Timely Monday book review: Gilles Kepel’s lively study of ‘Terror in France’
This book offers a surprisingly lively account of where France is at.
First, there is the book’s cover: It’s a bit of a stopper. It is black on white, with black endpapers that just whisper death. This is the most funereal book presentation I can remember in recent years.
That’s bad, because if you can get past that, this book offers a surprisingly lively account of where France is at. Frankly, I hadn’t paid a lot of attention to the political, cultural, and economic background of the terror campaign in France, so I found the book helpful in providing context.

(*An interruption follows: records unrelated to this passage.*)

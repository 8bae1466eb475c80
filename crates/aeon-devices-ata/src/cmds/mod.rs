//! Per-opcode command state machines.
//!
//! A command object is transient and one-shot: the channel creates it from
//! the factory table when the Command register is written, drives it through
//! data-register and DMA calls, and drops it once it reports completion.
//! Commands mutate the register file only through [`CmdEnv`] and never touch
//! the interrupt line; they request an interrupt and the channel applies its
//! masking policy.

mod identify_device;
mod identify_packet_device;
mod init_dev_params;
mod packet;
mod read_dma;
mod security_unlock;
mod set_features;
mod write_dma;

pub use identify_device::IdentifyDevice;
pub use identify_packet_device::IdentifyPacketDevice;
pub use init_dev_params::InitDeviceParameters;
pub use packet::Packet;
pub use read_dma::ReadDma;
pub use security_unlock::SecurityUnlock;
pub use set_features::SetFeatures;
pub use write_dma::WriteDma;

use crate::device::AtaDevice;
use crate::regs::{AtaRegisters, ErrorBits, Status};

/// Outcome of one DMA transfer call.
#[derive(Debug, Clone, Copy, PartialEq, Eq)]
pub enum DmaTransfer {
    /// Data moved; the command expects more.
    Ok,
    /// The transfer is satisfied and the command completed.
    End,
    /// The command aborted; error state is in the registers.
    Error,
}

/// Command opcodes this controller implements [6.2].
#[derive(Debug, Clone, Copy, PartialEq, Eq)]
#[repr(u8)]
pub enum Opcode {
    InitDeviceParameters = 0x91,
    Packet = 0xA0,
    IdentifyPacketDevice = 0xA1,
    ReadDma = 0xC8,
    WriteDma = 0xCA,
    IdentifyDevice = 0xEC,
    SetFeatures = 0xEF,
    SecurityUnlock = 0xF2,
}

impl Opcode {
    pub fn from_u8(value: u8) -> Option<Self> {
        match value {
            0x91 => Some(Opcode::InitDeviceParameters),
            0xA0 => Some(Opcode::Packet),
            0xA1 => Some(Opcode::IdentifyPacketDevice),
            0xC8 => Some(Opcode::ReadDma),
            0xCA => Some(Opcode::WriteDma),
            0xEC => Some(Opcode::IdentifyDevice),
            0xEF => Some(Opcode::SetFeatures),
            0xF2 => Some(Opcode::SecurityUnlock),
            _ => None,
        }
    }
}

pub type CommandFactory = fn() -> Box<dyn AtaCommand>;

/// Fixed opcode-to-constructor table. Resolved at compile time; lookups need
/// no synchronization.
pub fn factory_for(opcode: u8) -> Option<CommandFactory> {
    let factory: CommandFactory = match Opcode::from_u8(opcode)? {
        Opcode::InitDeviceParameters => || Box::new(InitDeviceParameters::new()),
        Opcode::Packet => || Box::new(Packet::new()),
        Opcode::IdentifyPacketDevice => || Box::new(IdentifyPacketDevice::new()),
        Opcode::ReadDma => || Box::new(ReadDma::new()),
        Opcode::WriteDma => || Box::new(WriteDma::new()),
        Opcode::IdentifyDevice => || Box::new(IdentifyDevice::new()),
        Opcode::SetFeatures => || Box::new(SetFeatures::new()),
        Opcode::SecurityUnlock => || Box::new(SecurityUnlock::new()),
    };
    Some(factory)
}

/// The narrow window a command sees: the shared register file, the selected
/// device, and a completion-interrupt request consumed by the channel after
/// each entry point.
pub struct CmdEnv<'a> {
    pub regs: &'a mut AtaRegisters,
    pub device: &'a mut AtaDevice,
    interrupt: bool,
}

impl<'a> CmdEnv<'a> {
    pub fn new(regs: &'a mut AtaRegisters, device: &'a mut AtaDevice) -> Self {
        Self {
            regs,
            device,
            interrupt: false,
        }
    }

    /// Command finished successfully; request the completion interrupt.
    pub fn complete(&mut self) {
        self.regs
            .set_status(Status::DRDY, Status::BSY | Status::DRQ);
        self.regs.clear_error();
        self.interrupt = true;
    }

    /// Command aborted with the given error bits; request the interrupt.
    pub fn abort(&mut self, bits: ErrorBits) {
        self.regs.set_error(bits);
        self.regs
            .set_status(Status::DRDY, Status::BSY | Status::DRQ);
        self.interrupt = true;
    }

    /// ATAPI check-condition abort: the sense key rides in the high nibble
    /// of the Error register [8.23.6].
    pub fn abort_packet(&mut self, sense_key: u8) {
        self.regs.set_interrupt_reason(true, true);
        self.regs.error = (sense_key << 4) | ErrorBits::ABRT.bits();
        self.regs.status |= Status::ERR.bits();
        self.regs
            .set_status(Status::DRDY, Status::BSY | Status::DRQ);
        self.interrupt = true;
    }

    /// Device has staged data for the host to read; DRQ plus interrupt.
    pub fn data_ready(&mut self) {
        self.regs
            .set_status(Status::DRDY | Status::DRQ, Status::BSY);
        self.regs.clear_error();
        self.interrupt = true;
    }

    /// Device awaits data from the host; DRQ without an interrupt.
    pub fn await_host_data(&mut self) {
        self.regs.set_status(Status::DRQ, Status::BSY);
        self.regs.clear_error();
    }

    /// Clear DRQ after the host drained a PIO-in buffer. No interrupt: the
    /// host already observed the transfer it asked for.
    pub fn end_data_phase(&mut self) {
        self.regs
            .set_status(Status::DRDY, Status::BSY | Status::DRQ);
    }

    pub(crate) fn take_interrupt_request(&mut self) -> bool {
        std::mem::take(&mut self.interrupt)
    }
}

/// One ATA/ATAPI command state machine.
pub trait AtaCommand: Send {
    /// Run the command up to its first suspension point (needs-host-data,
    /// needs-host-read, or immediate completion).
    fn begin(&mut self, env: &mut CmdEnv<'_>);

    /// Data register read while DRQ is set (PIO-in). `out` is zeroed by the
    /// channel; commands without staged data leave it that way.
    fn read_data(&mut self, _env: &mut CmdEnv<'_>, _out: &mut [u8]) {}

    /// Data register write while DRQ is set (PIO-out).
    fn write_data(&mut self, _env: &mut CmdEnv<'_>, _data: &[u8]) {}

    /// Host-driven DMA read (device to host).
    fn read_dma(&mut self, env: &mut CmdEnv<'_>, _out: &mut [u8]) -> DmaTransfer {
        env.abort(ErrorBits::ABRT);
        DmaTransfer::Error
    }

    /// Host-driven DMA write (host to device).
    fn write_dma(&mut self, env: &mut CmdEnv<'_>, _data: &[u8]) -> DmaTransfer {
        env.abort(ErrorBits::ABRT);
        DmaTransfer::Error
    }

    /// Completed or aborted; the channel drops the object once true.
    fn is_finished(&self) -> bool;
}

/// Staged data buffer with a read/write cursor — the per-command
/// remaining-byte counter behind PIO transfers.
#[derive(Debug, Default)]
pub(crate) struct DataBuffer {
    data: Vec<u8>,
    pos: usize,
}

impl DataBuffer {
    pub fn from_vec(data: Vec<u8>) -> Self {
        Self { data, pos: 0 }
    }

    /// Empty buffer expecting `len` bytes from the host.
    pub fn expecting(len: usize) -> Self {
        Self {
            data: vec![0; len],
            pos: 0,
        }
    }

    pub fn remaining(&self) -> usize {
        self.data.len() - self.pos
    }

    pub fn is_exhausted(&self) -> bool {
        self.pos >= self.data.len()
    }

    /// Copy staged bytes out, advancing the cursor. Returns bytes copied.
    pub fn read(&mut self, out: &mut [u8]) -> usize {
        let n = self.remaining().min(out.len());
        out[..n].copy_from_slice(&self.data[self.pos..self.pos + n]);
        self.pos += n;
        n
    }

    /// Copy host bytes in, advancing the cursor. Returns bytes consumed.
    pub fn write(&mut self, src: &[u8]) -> usize {
        let n = self.remaining().min(src.len());
        self.data[self.pos..self.pos + n].copy_from_slice(&src[..n]);
        self.pos += n;
        n
    }

    pub fn as_slice(&self) -> &[u8] {
        &self.data
    }

    /// Truncate staged data to `len` bytes (driver produced fewer bytes than
    /// the allocation).
    pub fn truncate(&mut self, len: usize) {
        self.data.truncate(len);
    }
}
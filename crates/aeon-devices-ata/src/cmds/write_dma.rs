//! WRITE DMA (CAh) [8.45].

use aeon_storage::SECTOR_SIZE;

use crate::cmds::{AtaCommand, CmdEnv, DataBuffer, DmaTransfer};
use crate::regs::ErrorBits;

/// Accumulates host DMA chunks into full sectors and commits each sector to
/// the driver as it fills. Bytes past the requested transfer are discarded.
pub struct WriteDma {
    lba: u64,
    remaining_sectors: u32,
    stage: DataBuffer,
    finished: bool,
}

impl WriteDma {
    pub fn new() -> Self {
        Self {
            lba: 0,
            remaining_sectors: 0,
            stage: DataBuffer::default(),
            finished: false,
        }
    }

    fn commit_sector(&mut self, env: &mut CmdEnv<'_>) -> bool {
        let sector = std::mem::take(&mut self.stage);
        if !env
            .device
            .driver_mut()
            .write_sectors(self.lba, sector.as_slice())
        {
            env.abort(ErrorBits::ABRT);
            self.finished = true;
            return false;
        }
        self.lba += 1;
        self.remaining_sectors -= 1;
        if self.remaining_sectors > 0 {
            self.stage = DataBuffer::expecting(SECTOR_SIZE);
        }
        true
    }
}

impl Default for WriteDma {
    fn default() -> Self {
        Self::new()
    }
}

impl AtaCommand for WriteDma {
    fn begin(&mut self, env: &mut CmdEnv<'_>) {
        if env.device.is_packet_device() {
            env.abort(ErrorBits::ABRT);
            self.finished = true;
            return;
        }
        let lba = env.regs.lba28();
        let count = env.regs.sector_count28();
        if !env.regs.uses_lba() || lba + u64::from(count) > env.device.sector_count() {
            env.abort(ErrorBits::ABRT | ErrorBits::IDNF);
            self.finished = true;
            return;
        }
        self.lba = lba;
        self.remaining_sectors = count;
        self.stage = DataBuffer::expecting(SECTOR_SIZE);
        env.regs.set_status(crate::regs::Status::DRQ, crate::regs::Status::BSY);
    }

    fn write_dma(&mut self, env: &mut CmdEnv<'_>, data: &[u8]) -> DmaTransfer {
        if self.finished {
            return DmaTransfer::Error;
        }
        let mut consumed = 0;
        while consumed < data.len() && self.remaining_sectors > 0 {
            consumed += self.stage.write(&data[consumed..]);
            if self.stage.is_exhausted() && !self.commit_sector(env) {
                return DmaTransfer::Error;
            }
        }
        if self.remaining_sectors == 0 {
            self.finished = true;
            env.complete();
            DmaTransfer::End
        } else {
            DmaTransfer::Ok
        }
    }

    fn is_finished(&self) -> bool {
        self.finished
    }
}
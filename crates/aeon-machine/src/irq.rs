//! Legacy interrupt routing.

use std::sync::Mutex;

use aeon_devices_ata::IrqLine;

/// Level-tracking stand-in for the interrupt controller pair: devices drive
/// lines through [`IrqLine`], the machine (and tests) observe the levels.
#[derive(Default)]
pub struct IrqRouter {
    levels: Mutex<[bool; 16]>,
}

impl IrqRouter {
    pub fn new() -> Self {
        Self::default()
    }

    pub fn level(&self, irq: u8) -> bool {
        let levels = match self.levels.lock() {
            Ok(levels) => levels,
            Err(poisoned) => poisoned.into_inner(),
        };
        levels.get(irq as usize).copied().unwrap_or(false)
    }
}

impl IrqLine for IrqRouter {
    fn set_irq(&self, irq: u8, asserted: bool) {
        let mut levels = match self.levels.lock() {
            Ok(levels) => levels,
            Err(poisoned) => poisoned.into_inner(),
        };
        if let Some(level) = levels.get_mut(irq as usize) {
            *level = asserted;
        }
    }
}

#[cfg(test)]
mod tests {
    use super::*;

    #[test]
    fn levels_follow_the_last_write() {
        let router = IrqRouter::new();
        assert!(!router.level(14));
        router.set_irq(14, true);
        assert!(router.level(14));
        router.set_irq(14, false);
        assert!(!router.level(14));
        // Out-of-range lines are ignored.
        router.set_irq(99, true);
        assert!(!router.level(99));
    }
}
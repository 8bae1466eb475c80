//! Virtual disk abstractions backing the Aeon storage device models.
//!
//! The ATA/ATAPI layer needs a *sector-oriented* view of its media, while host
//! images are plain byte streams. This crate provides:
//!
//! - [`VirtualDisk`]: byte-addressed disk interface with sector helpers
//! - [`MemDisk`]: in-memory raw image (tests, scratch media)
//! - [`FileDisk`]: raw image file on the host filesystem

#![forbid(unsafe_code)]

mod disk;
mod error;

pub use disk::{FileDisk, MemDisk, VirtualDisk, SECTOR_SIZE};
pub use error::{DiskError, Result};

— I hadn’t realized how much, by Gilles Kepel’s account, Nicolas Sarkozy had adapted the posture and coded language of the National Front in his successful 2007 campaign for president of France. This played well in a country still in shock from the riots in the suburbs of Paris in October and November 2005, in which 8,000 automobiles and trucks were burned.
— Nor had I understood how much the 2008 global financial crisis further contributed to discontent in the predominantly Muslim poor neighborhoods, as shadow economy jobs evaporated.
— Kepel also discerns a generational competition within France’s Muslims. He sees younger France-born Muslims contending with the preceding generation of immigrants over which group speaks for French Islam. The big difference is the younger ones vote and run for office.
— Finally, I didn’t know that Islamic extremists have beef with Masons/Freemasons. “The hatred of freemasonry is extreme in the Islamist movement,” Kepel writes. I don’t know a lot about the Masons but I remember being told that there is a longstanding tradition within the U.S. Army of officers being Masons, going back to George Washington. Anyone know how strong that tradition is today?